Deeper Insights into Embedding Numeracy
The study also uncovered several additional fascinating insights:
- Performance Asymmetry: Models systematically favored “greater-than” questions (e.g., “above 200”) over “less-than” questions (e.g., “below 200”), demonstrating a clear bias in numerical reasoning.
- Digit vs. Written Form: While converting numbers to their written form (e.g., “twenty-four” instead of “24”) offered a minor accuracy gain, the overall performance remained low. This suggests that the limitation is inherent to how models represent numerical content, not just an OOV issue.
- Frequency of Exposure: Surprisingly, numbers that appeared more frequently in training data did not consistently lead to better model performance. This indicates that simply increasing numerical data in pretraining might not be an efficient path to improved numeracy.
- Contextual Dilemma: A significant finding was the “granularity dilemma.” In context-rich sentences, the embedding’s capacity was largely consumed by the semantic context, weakening the representation of fine-grained numerical details. Models performed better in context-reduced settings, implying that additional context can sometimes “hide” the numbers.

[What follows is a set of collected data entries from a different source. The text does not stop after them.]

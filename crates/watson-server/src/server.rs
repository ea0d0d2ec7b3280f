//! Accept loop, idle sweep, and the server send surface.

use std::net::SocketAddr;
use std::sync::atomic::{AtomicUsize, Ordering};
use std::sync::Arc;
use std::time::Duration;

use chrono::Utc;
use dashmap::DashMap;
use parking_lot::Mutex;
use tokio::io::{AsyncRead, AsyncWriteExt};
use tokio::net::TcpListener;
use tokio::sync::watch;
use tokio_rustls::TlsAcceptor;
use tracing::{debug, info, warn};

use watson_common::protocol::codec;
use watson_common::transport;
use watson_common::{Error, Message, Result, Statistics};

use crate::admission;
use crate::connection::{self, Connection};
use crate::handler::ServerHandler;
use crate::options::ServerOptions;

/// Server endpoint for the framed transport.
///
/// Cheaply cloneable; all clones share the listener and connection
/// table, so a handler can hold one to send replies.
#[derive(Clone)]
pub struct Server {
    inner: Arc<ServerInner>,
}

pub(crate) struct ServerInner {
    pub(crate) addr: String,
    pub(crate) tls: Option<TlsAcceptor>,
    pub(crate) options: ServerOptions,
    pub(crate) handler: Arc<dyn ServerHandler>,
    pub(crate) stats: Arc<Statistics>,
    /// Admitted connections keyed by remote address string.
    pub(crate) conns: DashMap<String, Arc<Connection>>,
    /// Live connections, counting those still in the TLS handshake.
    /// Checked against the cap by the accept loop.
    pub(crate) conn_count: AtomicUsize,
    /// Shutdown broadcaster, present while the server runs.
    running: Mutex<Option<watch::Sender<bool>>>,
    bound: Mutex<Option<SocketAddr>>,
}

impl Server {
    pub fn new(
        addr: impl Into<String>,
        tls: Option<TlsAcceptor>,
        handler: Arc<dyn ServerHandler>,
        options: ServerOptions,
    ) -> Self {
        Self {
            inner: Arc::new(ServerInner {
                addr: addr.into(),
                tls,
                options,
                handler,
                stats: Arc::new(Statistics::new()),
                conns: DashMap::new(),
                conn_count: AtomicUsize::new(0),
                running: Mutex::new(None),
                bound: Mutex::new(None),
            }),
        }
    }

    pub(crate) fn inner(&self) -> &ServerInner {
        &self.inner
    }

    pub(crate) fn stopping(&self) -> bool {
        self.inner.running.lock().is_none()
    }

    /// Runtime counters for this server.
    pub fn statistics(&self) -> Arc<Statistics> {
        self.inner.stats.clone()
    }

    /// The bound listen address, once started. Useful when binding to
    /// port zero.
    pub fn local_addr(&self) -> Option<SocketAddr> {
        *self.inner.bound.lock()
    }

    /// Bind the listener and start the accept loop and idle sweep.
    pub async fn start(&self) -> Result<()> {
        let inner = &self.inner;
        let (shutdown_tx, shutdown_rx) = watch::channel(false);
        {
            let mut running = inner.running.lock();
            if running.is_some() {
                return Err(Error::AlreadyStarted);
            }
            *running = Some(shutdown_tx);
        }

        let listener = match TcpListener::bind(&inner.addr).await {
            Ok(listener) => listener,
            Err(err) => {
                *inner.running.lock() = None;
                return Err(err.into());
            }
        };
        let local_addr = listener.local_addr()?;
        *inner.bound.lock() = Some(local_addr);
        info!("server listening on {}", local_addr);

        let server = self.clone();
        let rx = shutdown_rx.clone();
        tokio::spawn(async move { server.accept_loop(listener, rx).await });

        let server = self.clone();
        tokio::spawn(async move { server.idle_sweep(shutdown_rx).await });
        Ok(())
    }

    /// Stop listening and close every connection. Idempotent. No
    /// callbacks fire after stop.
    pub async fn stop(&self) {
        let Some(shutdown) = self.inner.running.lock().take() else {
            return;
        };
        let _ = shutdown.send(true);
        let conns: Vec<Arc<Connection>> = self
            .inner
            .conns
            .iter()
            .map(|entry| entry.value().clone())
            .collect();
        self.inner.conns.clear();
        for conn in conns {
            conn.close().await;
        }
        info!("server stopped");
    }

    /// Send one message with a buffered payload to the identified
    /// connection.
    pub async fn send(&self, id: &str, mut msg: Message, data: &[u8]) -> Result<()> {
        let conn = self.connection(id)?;
        msg.content_length = data.len() as i64;
        msg.timestamp_utc = Utc::now();
        if self.inner.options.debug_messages {
            debug!(client = %id, status = %msg.status, len = msg.content_length, "sending message");
        }
        let written = {
            let mut writer = conn.writer.lock().await;
            codec::write_frame(&mut *writer, &msg, data).await?
        };
        self.inner.stats.increment_sent_messages();
        self.inner.stats.add_sent_bytes(written as i64);
        Ok(())
    }

    /// Send one message to the identified connection, copying exactly
    /// `length` payload bytes from `reader`.
    ///
    /// The connection's write mutex is held across the whole copy. A
    /// reader that ends early leaves the stream desynchronized; that
    /// connection is closed and the call fails with `StreamTruncated`.
    pub async fn send_stream<R>(
        &self,
        id: &str,
        mut msg: Message,
        reader: &mut R,
        length: i64,
    ) -> Result<()>
    where
        R: AsyncRead + Unpin + ?Sized,
    {
        let conn = self.connection(id)?;
        msg.content_length = length;
        msg.timestamp_utc = Utc::now();
        if self.inner.options.debug_messages {
            debug!(client = %id, status = %msg.status, len = length, "sending stream message");
        }
        let header = codec::encode_header(&msg)?;
        let result = async {
            let mut writer = conn.writer.lock().await;
            writer.write_all(&header).await?;
            codec::copy_payload(&mut *writer, reader, length).await
        }
        .await;
        match result {
            Ok(()) => {
                self.inner.stats.increment_sent_messages();
                self.inner.stats.add_sent_bytes(header.len() as i64 + length);
                Ok(())
            }
            Err(err @ Error::StreamTruncated { .. }) => {
                conn.close().await;
                Err(err)
            }
            Err(err) => Err(err),
        }
    }

    fn connection(&self, id: &str) -> Result<Arc<Connection>> {
        self.inner
            .conns
            .get(id)
            .map(|entry| entry.value().clone())
            .ok_or_else(|| Error::UnknownClient(id.to_string()))
    }

    async fn accept_loop(&self, listener: TcpListener, mut shutdown: watch::Receiver<bool>) {
        let inner = &self.inner;
        loop {
            let (tcp, peer) = tokio::select! {
                _ = shutdown.changed() => break,
                accepted = listener.accept() => match accepted {
                    Ok(pair) => pair,
                    Err(err) => {
                        warn!("failed to accept connection: {}", err);
                        continue;
                    }
                },
            };

            if !admission::ip_allowed(
                peer.ip(),
                &inner.options.permitted_ips,
                &inner.options.blocked_ips,
            ) {
                debug!(peer = %peer, "rejected by IP filter");
                continue;
            }

            let max = inner.options.max_connections;
            if max > 0 && inner.conn_count.load(Ordering::Relaxed) >= max {
                warn!(peer = %peer, "max connections reached, resetting");
                // Linger 0 turns the close into a reset, keeping the
                // rejected peer out of TIME_WAIT.
                let _ = tcp.set_linger(Some(Duration::ZERO));
                continue;
            }

            if let Err(err) = transport::apply_keepalive(&tcp, &inner.options.keep_alive) {
                debug!(peer = %peer, error = %err, "failed to apply keepalive");
            }

            // Only the accept loop increments, so check-then-add cannot
            // overshoot the cap.
            inner.conn_count.fetch_add(1, Ordering::Relaxed);
            let server = self.clone();
            let rx = shutdown.clone();
            tokio::spawn(async move {
                connection::handle_connection(server, tcp, peer, rx).await;
            });
        }
    }

    async fn idle_sweep(&self, mut shutdown: watch::Receiver<bool>) {
        let idle_timeout = self.inner.options.idle_timeout;
        if idle_timeout.is_zero() {
            return;
        }
        let mut ticker = tokio::time::interval(self.inner.options.check_interval);
        loop {
            tokio::select! {
                _ = shutdown.changed() => return,
                _ = ticker.tick() => {
                    let stale: Vec<(String, Arc<Connection>)> = self
                        .inner
                        .conns
                        .iter()
                        .filter(|entry| entry.value().idle_for() > idle_timeout)
                        .map(|entry| (entry.key().clone(), entry.value().clone()))
                        .collect();
                    for (id, conn) in stale {
                        debug!(client = %id, "closing idle connection");
                        // The handler's exit path removes the record and
                        // fires on_disconnect.
                        conn.close().await;
                    }
                }
            }
        }
    }
}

- Probing vs. Task Performance: Traditional probing tests, which attempt to decode numerical values directly from embeddings, showed that encoder-based models yielded higher Adjusted R2 scores (meaning values were easier to decode). However, these same models performed worse on the actual retrieval task compared to LLM-based models. This challenges the reliability of probing as a metric for real-world numeracy in context-rich settings.
Also Read:
- Unpacking AI’s Numerical Acumen: Why Language Models Struggle with Intuitive Math
- Assessing Topic Model Quality with Large Language Models: A New Framework
Moving Forward
This research underscores a critical limitation in current text embedding models: their struggle to accurately preserve and interpret nuanced numerical information. The findings suggest that simply scaling up models or training data is insufficient. Future research needs to explore dedicated design considerations and specialized architectures that explicitly account for fine-grained numerical details. Addressing this “numeracy gap” is vital for advancing NLP applications in number-intensive domains like finance, healthcare, and scientific research, where numerical precision is not just important, but often critical for reliable decision-making.